[Mb-civic] IMPORTANT: Another White House is buying silence - Derrick Z. Jackson - Boston Globe Op-Ed

William Swiggard swiggard at comcast.net
Sat Apr 8 05:05:06 PDT 2006


  Another White House is buying silence

By Derrick Z. Jackson  |  April 8, 2006  |  The Boston Globe

THE NEXT thing you know, President Bush will channel Richard Nixon to 
say, ''I am not a crook."

The clock has started on whether Bush will make this declaration. Court 
documents released this week show that I. Lewis ''Scooter" Libby, the 
former chief of staff for Vice President Dick Cheney, has testified that 
both Cheney and President Bush authorized him to leak classified 
intelligence about Iraq in July 2003.

The leak scandal, which has Libby facing trial for lying and obstruction 
of justice, began as an effort to mop up the mess created when Bush 
falsely claimed a half-year earlier in his State of the Union address 
that Saddam Hussein was trying to acquire uranium in Africa.

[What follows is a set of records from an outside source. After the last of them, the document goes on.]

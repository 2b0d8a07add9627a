use serde::{Deserialize, Serialize};
use serde_json::{json, Value};

use super::{
    non_negative, one_of, required, timestamp, to_patch, to_row, validate_email, validate_window,
    Payload, Resource,
};
use crate::error::ApiError;
use crate::supabase::Row;

pub const BOOKING_STATUSES: &[&str] = &["pending", "approved", "rejected", "expired"];

pub struct AdSlots;

impl Resource for AdSlots {
    const TABLE: &'static str = "ad_slots";
    const NAME: &'static str = "Ad slot";
    const DEFAULT_ORDER: &'static str = "name.asc";
    const SEARCH_COLUMNS: &'static [&'static str] = &["name"];
    const FILTER_COLUMNS: &'static [&'static str] = &["placement", "is_active"];
    const TOGGLE_COLUMN: Option<&'static str> = Some("is_active");

    type Create = NewAdSlot;
    type Update = AdSlotUpdate;
}

fn default_true() -> bool {
    true
}

#[derive(Debug, Deserialize, Serialize)]
pub struct NewAdSlot {
    pub name: String,
    pub placement: String,
    pub price_per_day: f64,
    pub width: Option<i32>,
    pub height: Option<i32>,
    #[serde(default = "default_true")]
    pub is_active: bool,
}

impl Payload for NewAdSlot {
    fn into_row(mut self) -> Result<Row, ApiError> {
        self.name = required("name", &self.name)?;
        self.placement = required("placement", &self.placement)?;
        non_negative("price_per_day", self.price_per_day)?;
        to_row(&self)
    }
}

#[derive(Debug, Default, Deserialize, Serialize)]
pub struct AdSlotUpdate {
    pub name: Option<String>,
    pub placement: Option<String>,
    pub price_per_day: Option<f64>,
    pub width: Option<i32>,
    pub height: Option<i32>,
    pub is_active: Option<bool>,
}

impl Payload for AdSlotUpdate {
    fn into_row(mut self) -> Result<Row, ApiError> {
        if let Some(name) = &self.name {
            self.name = Some(required("name", name)?);
        }
        if let Some(price) = self.price_per_day {
            non_negative("price_per_day", price)?;
        }
        to_patch(&self)
    }
}

pub struct AdBookings;

impl Resource for AdBookings {
    const TABLE: &'static str = "ad_bookings";
    const NAME: &'static str = "Ad booking";
    const SELECT: &'static str = "*, slot:ad_slots(name,placement)";
    const SEARCH_COLUMNS: &'static [&'static str] = &["advertiser_name", "advertiser_email"];
    const FILTER_COLUMNS: &'static [&'static str] = &["status", "slot_id"];
    const STATUSES: &'static [&'static str] = BOOKING_STATUSES;
    const EXPORT_COLUMNS: &'static [&'static str] = &[
        "id",
        "slot_id",
        "advertiser_name",
        "advertiser_email",
        "starts_at",
        "ends_at",
        "amount",
        "status",
        "created_at",
    ];
    const GENERIC_CREATE: bool = false;

    type Create = NewAdBooking;
    type Update = AdBookingUpdate;
}

#[derive(Debug, Deserialize, Serialize)]
pub struct NewAdBooking {
    pub slot_id: String,
    pub advertiser_name: String,
    pub advertiser_email: String,
    pub image_url: String,
    pub link_url: Option<String>,
    pub starts_at: String,
    pub ends_at: String,
}

impl Payload for NewAdBooking {
    fn into_row(mut self) -> Result<Row, ApiError> {
        self.slot_id = required("slot_id", &self.slot_id)?;
        self.advertiser_name = required("advertiser_name", &self.advertiser_name)?;
        self.advertiser_email =
            validate_email(&required("advertiser_email", &self.advertiser_email)?)?;
        self.image_url = required("image_url", &self.image_url)?;
        validate_window(Some(&self.starts_at), Some(&self.ends_at))?;
        to_row(&self)
    }
}

impl NewAdBooking {
    /// Number of booked days, counting both the first and the last day.
    pub fn days(&self) -> Result<i64, ApiError> {
        let start = timestamp("starts_at", &self.starts_at)?.date_naive();
        let end = timestamp("ends_at", &self.ends_at)?.date_naive();
        Ok((end - start).num_days() + 1)
    }

    /// Prices the booking against `slot` and marks it pending review.
    pub fn price_against(self, slot: &Row) -> Result<Row, ApiError> {
        if slot.get("is_active").and_then(Value::as_bool) == Some(false) {
            return Err(ApiError::bad_request("Ad slot is not active"));
        }
        let per_day = slot
            .get("price_per_day")
            .and_then(Value::as_f64)
            .unwrap_or(0.0);
        let days = self.days()?;

        let mut row = self.into_row()?;
        row.insert("amount".into(), json!(per_day * days as f64));
        row.insert("status".into(), json!("pending"));
        Ok(row)
    }
}

#[derive(Debug, Default, Deserialize, Serialize)]
pub struct AdBookingUpdate {
    pub image_url: Option<String>,
    pub link_url: Option<String>,
    pub status: Option<String>,
}

impl Payload for AdBookingUpdate {
    fn into_row(mut self) -> Result<Row, ApiError> {
        if let Some(status) = &self.status {
            self.status = Some(one_of("status", status, BOOKING_STATUSES)?);
        }
        to_patch(&self)
    }
}

#[cfg(test)]
mod tests {
    use super::*;

    fn booking(starts_at: &str, ends_at: &str) -> NewAdBooking {
        NewAdBooking {
            slot_id: "slot-1".into(),
            advertiser_name: "Skyline Builders".into(),
            advertiser_email: "ads@skyline.example".into(),
            image_url: "https://cdn.estato.in/ads/skyline.webp".into(),
            link_url: None,
            starts_at: starts_at.into(),
            ends_at: ends_at.into(),
        }
    }

    #[test]
    fn amount_counts_inclusive_days() {
        let slot = json!({"id": "slot-1", "price_per_day": 1500.0, "is_active": true});
        let row = booking("2025-04-01", "2025-04-10")
            .price_against(slot.as_object().unwrap())
            .unwrap();
        assert_eq!(row["amount"], 15000.0);
        assert_eq!(row["status"], "pending");

        let same_day = booking("2025-04-01T09:00:00Z", "2025-04-01T18:00:00Z");
        assert_eq!(same_day.days().unwrap(), 1);
    }

    #[test]
    fn rejects_inactive_slot_and_inverted_dates() {
        let inactive = json!({"id": "slot-1", "price_per_day": 10.0, "is_active": false});
        assert!(booking("2025-04-01", "2025-04-02")
            .price_against(inactive.as_object().unwrap())
            .is_err());

        let slot = json!({"id": "slot-1", "price_per_day": 10.0});
        assert!(booking("2025-04-05", "2025-04-02")
            .price_against(slot.as_object().unwrap())
            .is_err());
    }
}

Libby was 
supposed to leak intelligence reports in a crass attempt to blame the 
intelligence community for bad intelligence. The high point of the 
scandal was the exposing of undercover CIA official Valerie Plame Wilson.

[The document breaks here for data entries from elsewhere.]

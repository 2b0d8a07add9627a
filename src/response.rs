use axum::extract::rejection::JsonRejection;
use axum::extract::{FromRequest, Request};
use axum::http::StatusCode;
use axum::response::{IntoResponse, Response};
use axum::Json;
use serde::Serialize;

use crate::error::ApiError;

#[derive(Debug, Serialize, PartialEq, Eq, Clone, Copy)]
pub struct Pagination {
    pub page: usize,
    pub limit: usize,
    pub total: usize,
    pub total_pages: usize,
}

impl Pagination {
    pub fn new(page: usize, limit: usize, total: usize) -> Self {
        Self {
            page,
            limit,
            total,
            total_pages: total.div_ceil(limit.max(1)),
        }
    }
}

/// `{ success, data?, message?, pagination? }`
#[derive(Debug, Serialize)]
pub struct ApiResponse<T: Serialize> {
    pub success: bool,
    #[serde(skip_serializing_if = "Option::is_none")]
    pub data: Option<T>,
    #[serde(skip_serializing_if = "Option::is_none")]
    pub message: Option<String>,
    #[serde(skip_serializing_if = "Option::is_none")]
    pub pagination: Option<Pagination>,
    #[serde(skip)]
    status: StatusCode,
}

impl<T: Serialize> ApiResponse<T> {
    pub fn ok(data: T) -> Self {
        Self {
            success: true,
            data: Some(data),
            message: None,
            pagination: None,
            status: StatusCode::OK,
        }
    }

    pub fn created(data: T) -> Self {
        Self {
            status: StatusCode::CREATED,
            ..Self::ok(data)
        }
    }

    pub fn message(mut self, message: impl Into<String>) -> Self {
        self.message = Some(message.into());
        self
    }

    pub fn paginated(mut self, pagination: Pagination) -> Self {
        self.pagination = Some(pagination);
        self
    }
}

impl ApiResponse<()> {
    pub fn done(message: impl Into<String>) -> Self {
        Self {
            success: true,
            data: None,
            message: Some(message.into()),
            pagination: None,
            status: StatusCode::OK,
        }
    }
}

impl<T: Serialize> IntoResponse for ApiResponse<T> {
    fn into_response(self) -> Response {
        (self.status, Json(self)).into_response()
    }
}

/// JSON body extractor whose rejections use the error envelope.
pub struct ApiJson<T>(pub T);

impl<S, T> FromRequest<S> for ApiJson<T>
where
    Json<T>: FromRequest<S, Rejection = JsonRejection>,
    S: Send + Sync,
{
    type Rejection = ApiError;

    async fn from_request(req: Request, state: &S) -> Result<Self, Self::Rejection> {
        let Json(value) = Json::<T>::from_request(req, state)
            .await
            .map_err(|rejection| ApiError::BadRequest(rejection.body_text()))?;
        Ok(ApiJson(value))
    }
}

#[cfg(test)]
mod tests {
    use super::*;
    use serde_json::json;

    #[test]
    fn total_pages_rounds_up() {
        assert_eq!(Pagination::new(1, 20, 0).total_pages, 0);
        assert_eq!(Pagination::new(1, 20, 20).total_pages, 1);
        assert_eq!(Pagination::new(2, 20, 41).total_pages, 3);
    }

    #[test]
    fn envelope_omits_empty_fields() {
        let body = serde_json::to_value(ApiResponse::ok(vec![1, 2]).message("Fetched")).unwrap();
        assert_eq!(body, json!({"success": true, "data": [1, 2], "message": "Fetched"}));

        let body = serde_json::to_value(ApiResponse::done("Deleted")).unwrap();
        assert_eq!(body, json!({"success": true, "message": "Deleted"}));
    }
}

The leak came two days after Wilson's husband wrote an Op-Ed column in 
the New York Times about his 2002 investigation that determined that any 
uranium transactions between Niger and Iraq were ''highly doubtful." 
Wilson wrote in the Times, ''Did the Bush administration manipulate 
intelligence about Saddam Hussein's weapons programs to justify an 
invasion of Iraq? Based on my experience with the administration in the 
months leading up to the war, I have little choice but to conclude that 
some of the intelligence related to Iraq's nuclear program was twisted 
to exaggerate the Iraqi threat."

The documents do not disclose whether Libby was directly told to leak 
Valerie Plame Wilson's name as retaliation for Joseph Wilson's Op-Ed. 
What special prosecutor Patrick Fitzgerald's documents say is that 
Cheney told Libby about her employment the month before. ''The evidence 
will show," the documents say, ''that the July 6, 2003 op-ed by Mr. 
Wilson was viewed in the office of the vice president as a direct attack 
on the credibility of the vice president (and the president) on a matter 
of signal importance; the rationale for the war in Iraq. Defendant 
undertook vigorous efforts to rebut this attack during the week 
following July 7, 2003."

One of those efforts involved leaking information on July 8 to then New 
York Times reporter Judith Miller. According to Libby's testimony, it 
''occurred only after the vice president advised defendant that the 
president specifically had authorized defendant to disclose certain 
information in the NIE (National Intelligence Estimate)." Fitzgerald's 
report said Libby testified that ''getting the approval from the 
President through the vice president to discuss material that would be 
classified . . . [was] unique in his recollection."

Bush indeed has the authority to declassify information. But these 
latest charges by the former insider Libby destroy the credibility of 
White House press secretary Scott McClellan when he said on Sept. 29, 
2003, ''There's no information that has been brought to our attention, 
beyond what we've seen in the media reports, to suggest White House 
involvement . . . if anyone in this administration was involved in it, 
they would no longer be in this administration."

It destroys the credibility of Bush himself when he said Oct. 6, 2003, 
''I don't know who leaked the information."

This is beginning to look like June 3, 1973, when the Washington Post 
reported that White House counsel John Dean told Senate investigators 
and federal prosecutors that President Nixon was highly informed and 
involved in the cover-up of Watergate to the point of charging that 
Nixon knew about payment to buy the silence of Watergate defendants.

This came after an Aug. 29, 1972, declaration from Nixon that ''no one 
in this administration, presently employed, was involved in this very 
bizarre incident."

The months after the Post story saw the bizarre self-destruction of the 
Nixon White House. There was the exploding controversy over the Nixon 
tapes and the ''Saturday Night Massacre," where Nixon fired special 
prosecutor Archibald Cox and forced the resignations of Attorney General 
Elliot Richardson and Deputy Attorney General William Ruckelshaus. By 
November of 1973, Nixon, virtually on the run, declared, ''People have 
got to know whether or not their president is a crook. Well, I'm not a 
crook."

As the facts emerge, the possibility looms that while it is Libby who 
may be nailed for the crime, Bush and Cheney were the kingpins. Bush may 
or may not officially be a crook. The crooked road he chose to invade 
Iraq is becoming a crime against humanity.